Top of Exercise data

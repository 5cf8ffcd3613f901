//! Configuration file management.
//!
//! Handles loading and creating the TOML configuration file.

use std::fs;
use std::path::{Path, PathBuf};

use crate::domain::{AppConfig, AppError, Result};

/// Default configuration file content.
const DEFAULT_CONFIG: &str = r#"# mail-transcript configuration
# Auto-generated - edit as needed

[export]
# Truncate message bodies longer than this many characters
# (unlimited when unset)
# max_body_length = 10000

# Report progress every N exported messages
progress_interval = 100

# Line width used when converting HTML bodies to plain text
html_wrap_width = 80

# Directory for auto-named transcripts (defaults to the current directory)
# output_dir = "/path/to/transcripts"
"#;

/// Load configuration from `path`, or from the default location.
///
/// A missing file yields the default configuration.
///
/// # Errors
/// Returns error if file exists but cannot be read or parsed.
pub fn load_config(path: Option<&Path>) -> Result<AppConfig> {
    let config_path = path.map_or_else(AppConfig::default_config_path, Path::to_path_buf);

    if config_path.exists() {
        load_config_from_file(&config_path)
    } else {
        tracing::debug!(path = %config_path.display(), "No config file, using defaults");
        Ok(AppConfig::default())
    }
}

/// Load configuration from a specific file.
///
/// # Errors
/// Returns error if file cannot be read or parsed.
pub fn load_config_from_file(path: &Path) -> Result<AppConfig> {
    let content = fs::read_to_string(path)
        .map_err(|e| AppError::io(format!("Failed to read config file: {}", path.display()), e))?;

    toml::from_str(&content).map_err(|e| AppError::Config {
        message: format!("Failed to parse config file: {e}"),
    })
}

/// Create the default configuration file if it doesn't exist.
///
/// Returns the path of the configuration file.
///
/// # Errors
/// Returns error if file cannot be created.
pub fn ensure_config_exists(path: Option<&Path>) -> Result<PathBuf> {
    let config_path = path.map_or_else(AppConfig::default_config_path, Path::to_path_buf);

    if !config_path.exists() {
        if let Some(parent) = config_path.parent() {
            fs::create_dir_all(parent)
                .map_err(|e| AppError::io("Failed to create config directory", e))?;
        }

        fs::write(&config_path, DEFAULT_CONFIG)
            .map_err(|e| AppError::io("Failed to create default config", e))?;

        tracing::info!(path = %config_path.display(), "Created default configuration");
    }

    Ok(config_path)
}

/// Render a configuration as TOML.
///
/// # Errors
/// Returns error if serialization fails.
pub fn render_config(config: &AppConfig) -> Result<String> {
    toml::to_string_pretty(config).map_err(|e| AppError::Config {
        message: format!("Failed to serialize config: {e}"),
    })
}

#[cfg(test)]
mod tests {
    use super::*;
    use tempfile::tempdir;

    #[test]
    fn test_default_config_parses() {
        let config: AppConfig = toml::from_str(DEFAULT_CONFIG).unwrap();
        assert_eq!(config, AppConfig::default());
    }

    #[test]
    fn test_missing_file_gives_defaults() {
        let dir = tempdir().unwrap();
        let config = load_config(Some(&dir.path().join("absent.toml"))).unwrap();
        assert_eq!(config, AppConfig::default());
    }

    #[test]
    fn test_render_and_load() {
        let dir = tempdir().unwrap();
        let config_path = dir.path().join("config.toml");

        let mut config = AppConfig::default();
        config.export.max_body_length = Some(2048);
        config.export.output_dir = Some(dir.path().join("out"));

        fs::write(&config_path, render_config(&config).unwrap()).unwrap();
        let loaded = load_config(Some(&config_path)).unwrap();

        assert_eq!(loaded, config);
    }

    #[test]
    fn test_invalid_file_is_config_error() {
        let dir = tempdir().unwrap();
        let config_path = dir.path().join("config.toml");
        fs::write(&config_path, "[export]\nprogress_interval = \"often\"\n").unwrap();

        assert!(matches!(
            load_config_from_file(&config_path),
            Err(AppError::Config { .. })
        ));
    }

    #[test]
    fn test_ensure_config_exists_writes_once() {
        let dir = tempdir().unwrap();
        let config_path = dir.path().join("nested").join("config.toml");

        let written = ensure_config_exists(Some(&config_path)).unwrap();
        assert_eq!(written, config_path);
        assert_eq!(fs::read_to_string(&config_path).unwrap(), DEFAULT_CONFIG);

        fs::write(&config_path, "[export]\nprogress_interval = 5\n").unwrap();
        ensure_config_exists(Some(&config_path)).unwrap();
        assert_eq!(
            load_config_from_file(&config_path).unwrap().export.progress_interval,
            5
        );
    }
}
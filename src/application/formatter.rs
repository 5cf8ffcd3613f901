//! Console output formatting.
//!
//! Renders export summaries, item errors and folder trees for the CLI.

use colored::Colorize;
use comfy_table::{presets::UTF8_FULL, Table};

use crate::domain::{AppError, ExportSummary, FolderSummary, ItemError, Result};

/// Formats an export summary for display.
pub fn format_summary(summary: &ExportSummary) -> String {
    let status = if summary.cancelled {
        "⚠ Export cancelled".yellow().bold()
    } else if summary.errors.is_empty() {
        "✓ Export complete".green().bold()
    } else {
        "✓ Export complete with errors".yellow().bold()
    };

    format!(
        "{}\n  Source: {}\n  Transcript: {}\n  Messages processed: {}\n  Errors: {}",
        status,
        summary.source.display(),
        summary.destination.display().to_string().cyan(),
        summary.processed_count.to_string().cyan(),
        if summary.errors.is_empty() {
            "0".green()
        } else {
            summary.error_count().to_string().red()
        }
    )
}

/// Formats a summary as JSON.
///
/// # Errors
/// Returns `AppError::Json` if serialization fails.
pub fn format_summary_json(summary: &ExportSummary) -> Result<String> {
    serde_json::to_string_pretty(summary).map_err(AppError::json)
}

/// Formats a table of skipped items.
pub fn format_errors_table(errors: &[ItemError]) -> String {
    let mut table = Table::new();
    table.load_preset(UTF8_FULL);
    table.set_header(vec!["Folder", "Item", "Error"]);

    for error in errors {
        let folder = if error.folder_path.is_empty() {
            "/".to_string()
        } else {
            truncate(&error.folder_path, 40)
        };

        table.add_row(vec![
            folder,
            format!("{} {}/{}", error.kind, error.index + 1, error.total),
            truncate(&error.message, 60),
        ]);
    }

    table.to_string()
}

/// Formats a folder tree with message counts.
pub fn format_tree(tree: &FolderSummary) -> String {
    let mut out = String::new();
    out.push_str(&format!(
        "{} ({} messages total)\n",
        "📂 Archive".bold(),
        tree.total_messages().to_string().cyan()
    ));
    push_tree_lines(&mut out, tree, 0);
    out.trim_end().to_string()
}

fn push_tree_lines(out: &mut String, folder: &FolderSummary, depth: usize) {
    let indent = "  ".repeat(depth + 1);

    if depth > 0 || folder.message_count > 0 {
        let name = match (depth, folder.name.is_empty()) {
            (0, _) => "(root)".to_string(),
            (_, true) => "(unnamed)".to_string(),
            (_, false) => folder.name.clone(),
        };
        out.push_str(&format!(
            "{indent}{} [{}]\n",
            name,
            folder.message_count.to_string().cyan()
        ));
    }

    for error in &folder.errors {
        out.push_str(&format!("{indent}  {} {}\n", "✗".red(), error));
    }

    for child in &folder.subfolders {
        push_tree_lines(out, child, depth + 1);
    }
}

/// Truncates a string to max length with ellipsis.
fn truncate(s: &str, max_len: usize) -> String {
    let s = s.lines().next().unwrap_or(s);
    if s.chars().count() <= max_len {
        s.to_string()
    } else {
        let kept: String = s.chars().take(max_len.saturating_sub(3)).collect();
        format!("{kept}...")
    }
}
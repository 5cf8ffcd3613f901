//! Record formatting.
//!
//! Turns one message into the fixed transcript layout. Absent values become
//! placeholders; only a failed read of subject, sender or delivery time is
//! reported to the caller.

use crate::domain::models::{NO_SUBJECT, UNKNOWN_DATE, UNKNOWN_SENDER};
use crate::domain::{MessageRecord, ProviderResult};
use crate::infrastructure::Message;

/// Keeps alphanumerics, space, `_` and `-`; drops everything else.
pub fn sanitize_folder_name(name: &str) -> String {
    name.chars()
        .filter(|c| c.is_alphanumeric() || matches!(c, ' ' | '_' | '-'))
        .collect()
}

/// Joins already sanitized segments with `/`. Empty segments are kept.
pub fn join_folder_path(segments: &[String]) -> String {
    segments.join("/")
}

/// Builds the record for `message` located at `folder_path`.
///
/// # Errors
/// Returns the provider error if subject, sender or delivery time cannot be read.
pub fn build_record(
    message: &dyn Message,
    folder_path: &str,
    body: String,
) -> ProviderResult<MessageRecord> {
    let subject = non_empty(message.subject()?).unwrap_or_else(|| NO_SUBJECT.to_string());
    let sender = non_empty(message.sender_name()?).unwrap_or_else(|| UNKNOWN_SENDER.to_string());
    let delivery_time = message
        .delivery_time()?
        .map_or_else(|| UNKNOWN_DATE.to_string(), |dt| dt.to_rfc3339());

    Ok(MessageRecord {
        subject,
        sender,
        recipient_to: header_value(message, "To"),
        recipient_cc: header_value(message, "Cc"),
        delivery_time,
        folder_path: folder_path.to_string(),
        body,
    })
}

/// Formats `message` as transcript text, locating it by the sanitized
/// `segments` from the root down to its folder.
///
/// # Errors
/// Same as [`build_record`].
pub fn format_record(
    message: &dyn Message,
    segments: &[String],
    body: String,
) -> ProviderResult<String> {
    let folder_path = join_folder_path(segments);
    build_record(message, &folder_path, body).map(|record| record.to_string())
}

/// Header value or empty string; a missing map, missing key or read fault
/// all give `""`.
fn header_value(message: &dyn Message, name: &str) -> String {
    match message.transport_headers() {
        Ok(Some(headers)) => headers.get(name).unwrap_or_default().to_string(),
        Ok(None) => String::new(),
        Err(e) => {
            tracing::debug!("Error getting header {}: {}", name, e);
            String::new()
        }
    }
}

fn non_empty(value: Option<String>) -> Option<String> {
    value.filter(|v| !v.is_empty())
}
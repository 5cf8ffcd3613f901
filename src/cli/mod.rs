//! CLI interface using clap.
//!
//! Provides command-line arguments and subcommands for the tool.

use std::path::PathBuf;

use clap::{Parser, Subcommand};

/// mail-transcript - Export a mail archive into one plain-text transcript.
#[derive(Parser, Debug)]
#[command(name = "mail-transcript")]
#[command(author, version, about, long_about = None)]
pub struct Cli {
    /// Enable verbose logging (use multiple times for more verbosity).
    #[arg(short, long, action = clap::ArgAction::Count, global = true)]
    pub verbose: u8,

    /// Configuration file (defaults to the user config directory).
    #[arg(long, global = true)]
    pub config: Option<PathBuf>,

    #[command(subcommand)]
    pub command: Commands,
}

#[derive(Subcommand, Debug)]
pub enum Commands {
    /// Export every message of an archive into a single transcript file.
    Export {
        /// Archive to read (mail directory or .mbox file).
        source: PathBuf,

        /// Transcript file to write (truncated if it exists).
        #[arg(short, long, conflicts_with = "output_dir")]
        output: Option<PathBuf>,

        /// Directory for an auto-named transcript
        /// (`<archive>_content_<timestamp>.txt`).
        #[arg(short = 'd', long)]
        output_dir: Option<PathBuf>,

        /// Truncate message bodies longer than this many characters.
        #[arg(short, long)]
        max_body_length: Option<usize>,

        /// Print the summary as JSON.
        #[arg(long)]
        json: bool,
    },

    /// Show the folder tree of an archive with message counts.
    Tree {
        /// Archive to inspect.
        source: PathBuf,
    },

    /// Show the effective configuration.
    Config {
        /// Write the default configuration file if it does not exist.
        #[arg(long)]
        init: bool,
    },
}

Bottom of Exercise data

▶ **Your task**
All lines of the records above that contain the word "AppError" are to be copied out.

▶ **Exercise answer**
use crate::domain::{AppConfig, AppError, Result};
        .map_err(|e| AppError::io(format!("Failed to read config file: {}", path.display()), e))?;
    toml::from_str(&content).map_err(|e| AppError::Config {
                .map_err(|e| AppError::io("Failed to create config directory", e))?;
            .map_err(|e| AppError::io("Failed to create default config", e))?;
    toml::to_string_pretty(config).map_err(|e| AppError::Config {
            Err(AppError::Config { .. })
use crate::domain::{AppError, ExportSummary, FolderSummary, ItemError, Result};
/// Returns `AppError::Json` if serialization fails.
    serde_json::to_string_pretty(summary).map_err(AppError::json)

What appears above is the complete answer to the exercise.